I have a sample dataframe as follows,
import pandas as pd
import datetime
start = datetime.datetime.now()
print('Starting time,' str(start))
dict1 = {'id':['person1','person2','person3'], \
'person1':['A','','', ], \
'person2':['B','E',''], \
'person3':['C','F','G',], }
demo = pd.DataFrame(dict1)
demo
demo.set_index(["id"], inplace=True)
demo
Out:
person1 person2 person3
person1 A B C
person2 E F
person3 G
My target format is as follows,
target_1 target_2 target
0 person1 person1 A
1 person1 person2 B
2 person1 person3 C
3 person2 person1 E
4 person2 person2 F
5 person3 person3 G
Now I want to convert it into a triple, and I can think of using a loop to iterate over each element, but I think this may not be efficient, especially for large data sets, since I am new to python, so I want to find a more efficient way.
Any help is appreciated.
CodePudding user response:
Don't use loop.
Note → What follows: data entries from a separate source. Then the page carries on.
//! Menu button highlighting.
//!
//! Drawing a highlighted button needs two things that arrive independently:
//! a highlight event from the navigation library naming the button, and a
//! highlight-mask subpicture holding the button pixels. Whichever comes
//! second triggers the draw.

use log::{debug, trace};

use crate::structs::nav::{ButtonInfo, HighlightArea, HighlightInfo, MAX_BUTTONS};
use crate::structs::session::TvScale;
use crate::structs::spu::BoundingBox;

/// A consumed highlight-mask subpicture.
#[derive(Debug, Clone, PartialEq, Eq)]
pub struct HighlightMask {
    pub bbox: BoundingBox,
    pub pixels: Vec<u8>,
    /// Button table valid when the mask was decoded.
    pub info: Option<HighlightInfo>,
    pub pts: u64,
}

#[derive(Debug, Clone, Copy, PartialEq, Eq)]
pub struct PendingHighlight {
    pub button: u32,
    pub pts: u32,
}

#[derive(Debug, Clone, Copy, PartialEq, Eq)]
pub enum MaskOutcome {
    /// A highlight event is already waiting; draw `button` now.
    Draw { button: u32 },
    /// Ask the navigation library to re-announce its current button.
    AwaitEvent,
}

#[derive(Debug, Default)]
pub struct HighlightCoordinator {
    pending: Option<PendingHighlight>,
    mask: Option<HighlightMask>,
    awaiting_event: bool,
    suppress_next: bool,
}

impl HighlightCoordinator {
    pub fn mask(&self) -> Option<&HighlightMask> {
        self.mask.as_ref()
    }

    pub fn is_awaiting_event(&self) -> bool {
        self.awaiting_event
    }

    pub fn pending(&self) -> Option<PendingHighlight> {
        self.pending
    }

    /// Ignores the next highlight event. Activating a button makes the
    /// library announce the old selection once more.
    pub fn suppress_next(&mut self) {
        self.suppress_next = true;
    }

    pub fn reset(&mut self) {
        *self = Self::default();
    }

    pub fn on_mask(&mut self, mask: HighlightMask) -> MaskOutcome {
        trace!("Highlight mask {:?} at pts {}", mask.bbox, mask.pts);
        self.mask = Some(mask);
        match self.pending.take() {
            Some(p) => {
                self.awaiting_event = false;
                MaskOutcome::Draw { button: p.button }
            }
            None => {
                self.awaiting_event = true;
                MaskOutcome::AwaitEvent
            }
        }
    }

    /// Returns the button to draw, if the mask for it is already known.
    pub fn on_event(&mut self, button: u32, pts: u32) -> Option<u32> {
        if std::mem::take(&mut self.suppress_next) {
            debug!("Ignoring stale highlight of button {button}");
            return None;
        }
        if self.mask.is_none() {
            trace!("Highlight of button {button} waits for its mask");
            self.pending = Some(PendingHighlight { button, pts });
            return None;
        }
        self.pending = None;
        self.awaiting_event = false;
        Some(button)
    }
}

/// Where and in which colours a button is drawn.
#[derive(Debug, Clone, Copy, PartialEq, Eq)]
pub struct ButtonHighlight {
    pub area: BoundingBox,
    /// Colour word: CLUT indices in bits 16..32, contrast in bits 0..16.
    pub coli: u32,
}

fn group_button(info: &HighlightInfo, button: u32, tv_scale: TvScale) -> Option<&ButtonInfo> {
    let groups = usize::from(info.group_count.min(3));
    if groups == 0 || button == 0 {
        return None;
    }
    let per_group = MAX_BUTTONS / groups;
    let mode_mask = 1u8 << (tv_scale as u8);
    let group = (0..groups).find(|&g| info.group_display[g] & mode_mask != 0)?;
    info.buttons.get(group * per_group + button as usize - 1)
}

fn area(sx: u16, sy: u16, ex: u16, ey: u16) -> Option<BoundingBox> {
    let bbox = BoundingBox {
        x1: sx,
        y1: sy,
        x2: ex.checked_sub(1)?,
        y2: ey.checked_sub(1)?,
    };
    bbox.is_valid().then_some(bbox)
}

/// Resolves the rectangle and colours of `button`.
///
/// The group matching the current display mode is preferred; otherwise
/// `fallback` supplies the library's generic highlight area.
pub fn button_highlight(
    info: &HighlightInfo,
    button: u32,
    tv_scale: TvScale,
    fallback: impl FnOnce() -> Option<HighlightArea>,
) -> Option<ButtonHighlight> {
    if let Some(btn) = group_button(info, button, tv_scale) {
        if btn.color_index != 0 {
            let coli = info
                .colors
                .get(usize::from(btn.color_index) - 1)
                .map_or(0, |c| c[0]);
            if let Some(area) = area(btn.x_start, btn.y_start, btn.x_end, btn.y_end) {
                return Some(ButtonHighlight { area, coli });
            }
        }
    }

    let hl = fallback()?;
    Some(ButtonHighlight {
        area: area(hl.sx, hl.sy, hl.ex, hl.ey)?,
        coli: hl.palette,
    })
}

#[cfg(test)]
mod tests {
    use super::*;
    use crate::structs::nav::Pci;

    fn mask() -> HighlightMask {
        HighlightMask {
            bbox: BoundingBox {
                x1: 0,
                y1: 0,
                x2: 9,
                y2: 9,
            },
            pixels: vec![253; 100],
            info: None,
            pts: 1000,
        }
    }

    #[test]
    fn mask_before_event() {
        let mut hl = HighlightCoordinator::default();
        assert_eq!(hl.on_mask(mask()), MaskOutcome::AwaitEvent);
        assert!(hl.is_awaiting_event());

        assert_eq!(hl.on_event(2, 1000), Some(2));
        assert!(!hl.is_awaiting_event());
        assert_eq!(hl.pending(), None);
    }

    #[test]
    fn event_before_mask() {
        let mut hl = HighlightCoordinator::default();
        assert_eq!(hl.on_event(3, 500), None);
        assert_eq!(hl.pending(), Some(PendingHighlight { button: 3, pts: 500 }));

        assert_eq!(hl.on_mask(mask()), MaskOutcome::Draw { button: 3 });
        assert_eq!(hl.pending(), None);
        // Moving the selection redraws from the same mask.
        assert_eq!(hl.on_event(4, 600), Some(4));
    }

    #[test]
    fn stale_event_after_activation() {
        let mut hl = HighlightCoordinator::default();
        hl.on_mask(mask());
        hl.suppress_next();
        assert_eq!(hl.on_event(1, 0), None);
        assert_eq!(hl.on_event(1, 0), Some(1));
    }

    #[test]
    fn group_for_display_mode() {
        let mut info = HighlightInfo {
            group_count: 2,
            group_display: [0b001, 0b110, 0],
            ..Default::default()
        };
        info.buttons[0] = ButtonInfo {
            x_start: 10,
            x_end: 20,
            y_start: 10,
            y_end: 20,
            color_index: 1,
        };
        info.buttons[18] = ButtonInfo {
            x_start: 30,
            x_end: 40,
            y_start: 50,
            y_end: 60,
            color_index: 2,
        };
        info.colors = [[0x1111_0000, 0], [0x2222_0000, 0], [0, 0]];

        let normal = button_highlight(&info, 1, TvScale::Off, || None).unwrap();
        assert_eq!(normal.area, BoundingBox { x1: 10, y1: 10, x2: 19, y2: 19 });
        assert_eq!(normal.coli, 0x1111_0000);

        let letterbox = button_highlight(&info, 1, TvScale::Letterbox, || None).unwrap();
        assert_eq!(letterbox.area, BoundingBox { x1: 30, y1: 50, x2: 39, y2: 59 });
        assert_eq!(letterbox.coli, 0x2222_0000);
    }

    #[test]
    fn generic_area_fallback() {
        let mut pci = Pci {
            button_count: 1,
            ..Default::default()
        };
        pci.highlight.buttons[0] = ButtonInfo {
            x_start: 100,
            x_end: 200,
            y_start: 300,
            y_end: 320,
            color_index: 3,
        };
        pci.highlight.colors[2] = [0x00AB_00CD, 0];

        // No button groups: the generic query decides.
        let hl = button_highlight(&pci.highlight, 1, TvScale::Off, || {
            pci.highlight_area(1, 0)
        })
        .unwrap();
        assert_eq!(hl.area, BoundingBox { x1: 100, y1: 300, x2: 199, y2: 319 });
        assert_eq!(hl.coli, 0x00AB_00CD);

        assert!(button_highlight(&pci.highlight, 2, TvScale::Off, || None).is_none());
    }
}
Let's do stack
to reshape the dataframe
demo[demo != ''].stack().rename_axis(['target_1', 'target_2']).reset_index(name='target')
Result
target_1 target_2 target
0 person1 person1 A
1 person1 person2 B
2 person1 person3 C
3 person2 person2 E
4 person2 person3 F
5 person3 person3 G
CodePudding user response:
for i in demo.index.tolist():
for j in demo.columns.values.tolist():
print(demo.loc[i][j])